Australian Aboriginal language of Queensland

The Yiman language (also spelt Yeeman, Yimun, Jimun, Yiiman, Jiman, Iman, and Emon) is an Australian Aboriginal language of Queensland. Ethnically the speakers were Bidjara; that and geography suggests that it may have been a Maric language, assuming it was a distinct language at all. It is attested in a word list collected by Meston and held in the State Library of Queensland, but as of 2014 the data had not been verified by the Australian Institute of Aboriginal and Torres Strait Islander Studies.

==Language revival==
Since 2017, the Central Queensland Language Centre has been working on helping to restore three languages from the region – Yiiman, Bayali (Byelle) and Taribelang.
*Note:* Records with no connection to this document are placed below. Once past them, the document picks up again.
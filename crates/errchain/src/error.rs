use thiserror::Error;

/// Unified error type for applications built on errchain.
///
/// Aggregates the failures of the core with I/O so storage code can use a
/// single `?` path.
#[derive(Error, Debug)]
pub enum Error {
    /// A dynamically typed value could not be turned into a chain.
    #[error("Construction error: {0}")]
    Construction(#[from] errchain_core::ConstructionError),

    /// Encoding or decoding failed.
    #[error("Codec error: {0}")]
    Codec(#[from] errchain_core::CodecError),

    /// Process-wide settings were installed twice.
    #[error("Configuration error: {0}")]
    Config(#[from] errchain_core::ConfigError),

    /// Standard IO error.
    #[error("IO error: {0}")]
    IO(#[from] std::io::Error),
}

pub type Result<T, E = Error> = std::result::Result<T, E>;
// errchain facade
// Re-exports the core and adds the application-level pieces.

pub use errchain_core as core;
pub use errchain_core::*;
pub use errchain_core::args;

mod error;
pub mod store;
pub mod telemetry;

pub use error::{Error, Result};
pub use store::{
    read_all, read_all_with, read_chain, read_chain_with, write_chain, write_chain_with,
};
pub use telemetry::{TelemetryConfig, TelemetryConfigBuilder, log_chain};
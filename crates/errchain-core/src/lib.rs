//! Errors that remember where they came from.
//!
//! A [`Chain`] is a singly linked list of error occurrences, newest first.
//! Every node records the function, file and line that produced it, so a
//! chain read top to bottom retraces the path an error took.
//!
//! ```
//! use errchain_core::{Chain, args};
//!
//! let chain = Chain::with_args("connection to {} refused", args!["db:5432"])
//!     .push("loading settings")
//!     .expect("push of a message always yields a chain");
//!
//! assert_eq!(chain.len(), 2);
//! assert_eq!(chain.find_str("refused"), Some(1));
//! ```

mod arg;
mod chain;
pub mod codec;
mod config;
mod error;
pub mod ops;
pub mod render;
mod site;
mod source;

pub use arg::{Arg, ArgKind, CustomArg, Registry};
pub use chain::{Cause, Chain, Iter};
pub use codec::{decode, decode_with, encode, encode_with};
pub use config::{CaptureConfig, CaptureConfigBuilder};
pub use error::{CodecError, ConfigError, ConstructionError};
pub use ops::{
    contains, copy, copy_error, equal, find, find_str, forward, merge, new, push, trace,
};
pub use render::{format_template, message_of, phrase};
pub use site::{Site, UNKNOWN_FUNCTION};
pub use source::{AsMessage, Foreign, IntoSource, Source};
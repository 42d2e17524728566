use std::fmt;
use std::sync::{Arc, Mutex, Once};

use errchain_core::codec::MAX_DEPTH;
use errchain_core::{
    Arg, ArgKind, Cause, Chain, CodecError, Registry, Site, args, copy, decode, decode_with,
    encode, encode_with,
};
use pretty_assertions::assert_eq;
use serde::{Deserialize, Serialize};

#[derive(Debug, Clone, PartialEq, Serialize, Deserialize)]
struct Endpoint {
    host: String,
    port: u16,
}

impl fmt::Display for Endpoint {
    fn fmt(&self, f: &mut fmt::Formatter<'_>) -> fmt::Result {
        write!(f, "{}:{}", self.host, self.port)
    }
}

impl ArgKind for Endpoint {
    const KIND: &'static str = "codec_test.endpoint";
}

/// A counter with interior mutability whose clones do not share state.
#[derive(Debug, Serialize, Deserialize)]
#[serde(from = "u32", into = "u32")]
struct Tally(Arc<Mutex<u32>>);

impl Tally {
    fn new(count: u32) -> Self {
        Tally(Arc::new(Mutex::new(count)))
    }

    fn bump(&self) {
        *self.0.lock().unwrap() += 1;
    }

    fn get(&self) -> u32 {
        *self.0.lock().unwrap()
    }
}

impl Clone for Tally {
    fn clone(&self) -> Self {
        Tally::new(self.get())
    }
}

impl From<u32> for Tally {
    fn from(count: u32) -> Self {
        Tally::new(count)
    }
}

impl From<Tally> for u32 {
    fn from(tally: Tally) -> Self {
        tally.get()
    }
}

impl fmt::Display for Tally {
    fn fmt(&self, f: &mut fmt::Formatter<'_>) -> fmt::Result {
        write!(f, "{}", self.get())
    }
}

impl ArgKind for Tally {
    const KIND: &'static str = "codec_test.tally";
}

fn install_registry() {
    static INSTALL: Once = Once::new();
    INSTALL.call_once(|| {
        Registry::new()
            .with::<Endpoint>()
            .with::<Tally>()
            .install()
            .unwrap();
    });
}

fn endpoint() -> Endpoint {
    Endpoint {
        host: "db.internal".to_owned(),
        port: 5432,
    }
}

#[test]
fn custom_arguments_round_trip_through_installed_registry() {
    install_registry();
    let chain = Chain::with_args("cannot reach {}", args![Arg::custom(endpoint())])
        .push("startup failed")
        .expect("pushed");

    let decoded = decode(&encode(&chain).unwrap()).unwrap();
    assert_eq!(decoded.trace(), chain.trace());
    assert_eq!(
        decoded.last().args()[0].downcast_ref::<Endpoint>(),
        Some(&endpoint())
    );
}

#[test]
fn unregistered_kinds_fail_both_ways() {
    let chain = Chain::with_args("cannot reach {}", args![Arg::custom(endpoint())]);
    let empty = Registry::new();

    match encode_with(&chain, &empty) {
        Err(CodecError::UnregisteredKind(kind)) => assert_eq!(kind, Endpoint::KIND),
        other => panic!("unexpected encode result {other:?}"),
    }

    let full = Registry::new().with::<Endpoint>();
    let bytes = encode_with(&chain, &full).unwrap();
    assert!(matches!(
        decode_with(&bytes, &empty),
        Err(CodecError::UnregisteredKind(_))
    ));
    assert_eq!(decode_with(&bytes, &full).unwrap().formatted(), "cannot reach db.internal:5432");
}

#[test]
fn round_trip_keeps_every_argument_kind() {
    let args = args![
        true,
        -7_i64,
        7_u64,
        0.25_f64,
        'λ',
        "text",
        Arg::bytes(vec![0_u8, 255]),
        Arg::list(["a", "b"]),
    ];
    let chain = Chain::with_args("{} {} {} {} {} {} {:x} {}", args.clone());
    let decoded = decode(&encode(&chain).unwrap()).unwrap();
    assert_eq!(decoded.args(), args.as_slice());
    assert_eq!(decoded.formatted(), "true -7 7 0.25 λ text 00ff [a, b]");
}

#[test]
fn round_trip_long_chain() {
    let mut chain = Chain::new("origin");
    for i in 0..50 {
        chain = chain.push(format!("hop {i}")).expect("pushed");
    }
    let decoded = decode(&encode(&chain).unwrap()).unwrap();
    assert_eq!(decoded.len(), 51);
    assert_eq!(decoded.trace(), chain.trace());
}

/// Builds a chain of `len` nodes, each with a site, without stack capture.
fn long_chain(len: usize) -> Chain {
    let mut chain = Chain::from_parts(
        Cause::Native("origin".to_owned()),
        Vec::new(),
        Some(Site::new("codec_test::origin", "tests/codec_test.rs", 1)),
        None,
    );
    for i in 1..len {
        chain = Chain::from_parts(
            Cause::Native("hop {}".to_owned()),
            args![i],
            Some(Site::new("codec_test::hop", "tests/codec_test.rs", i as u32)),
            Some(chain),
        );
    }
    chain
}

#[test]
fn chain_length_is_not_limited_by_nesting_depth() {
    let len = 5_000;
    assert!(len > MAX_DEPTH);
    let chain = long_chain(len);
    let decoded = decode(&encode(&chain).unwrap()).unwrap();

    assert_eq!(decoded.len(), len);
    assert_eq!(decoded.formatted(), format!("hop {}", len - 1));
    assert_eq!(decoded.last().formatted(), "origin");
    assert_eq!(decoded.find_str("origin"), Some(len - 1));
    assert_eq!(decoded.trace(), chain.trace());
}

#[test]
fn very_long_chains_copy_and_drop_without_overflow() {
    let chain = long_chain(200_000);
    let copied = copy(Some(&chain)).expect("copied");
    assert_eq!(copied.len(), 200_000);
    assert_eq!(copied.last().site(), chain.last().site());
    drop(chain);

    let bytes = encode(&copied).unwrap();
    drop(copied);
    let decoded = decode(&bytes).unwrap();
    assert_eq!(decoded.len(), 200_000);
    assert!(format!("{decoded:?}").starts_with("[Node {"));
}

#[test]
fn decoded_site_metadata_matches() {
    let chain = Chain::new("located");
    let decoded = decode(&encode(&chain).unwrap()).unwrap();
    assert_eq!(decoded.site(), chain.site());
    assert!(decoded.has_debug_info());
}

#[test]
fn copy_is_independent_of_the_original() {
    let chain = Chain::with_args("seen {} times", args![Arg::custom(Tally::new(1))])
        .push("outer")
        .expect("pushed");
    let copied = copy(Some(&chain)).expect("copied");

    let tally = copied.last().args()[0]
        .downcast_ref::<Tally>()
        .expect("tally argument");
    tally.bump();

    assert_eq!(copied.last().formatted(), "seen 2 times");
    assert_eq!(chain.last().formatted(), "seen 1 times");
}

#[test]
fn copy_survives_rebuilding_the_copy() {
    let chain = Chain::with_args("limit {}", args![10]);
    let (cause, _, site, next) = chain.copy().into_parts();
    let rebuilt = Chain::from_parts(cause, args![99], site, next);

    assert_eq!(rebuilt.formatted(), "limit 99");
    assert_eq!(chain.formatted(), "limit 10");
    assert!(matches!(chain.cause(), Cause::Native(message) if message == "limit {}"));
}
There is as of 2020 a language revival project under way to document and revive the language. "Yeeman" is listed as one of 20 languages prioritised as part of the Priority Languages Support Project, being undertaken by First Languages Australia and funded by the Department of Communications and the Arts. The project aims to "identify and document critically-endangered languages — those languages for which little or no documentation exists, where no recordings have previously been made, but where there are living speakers".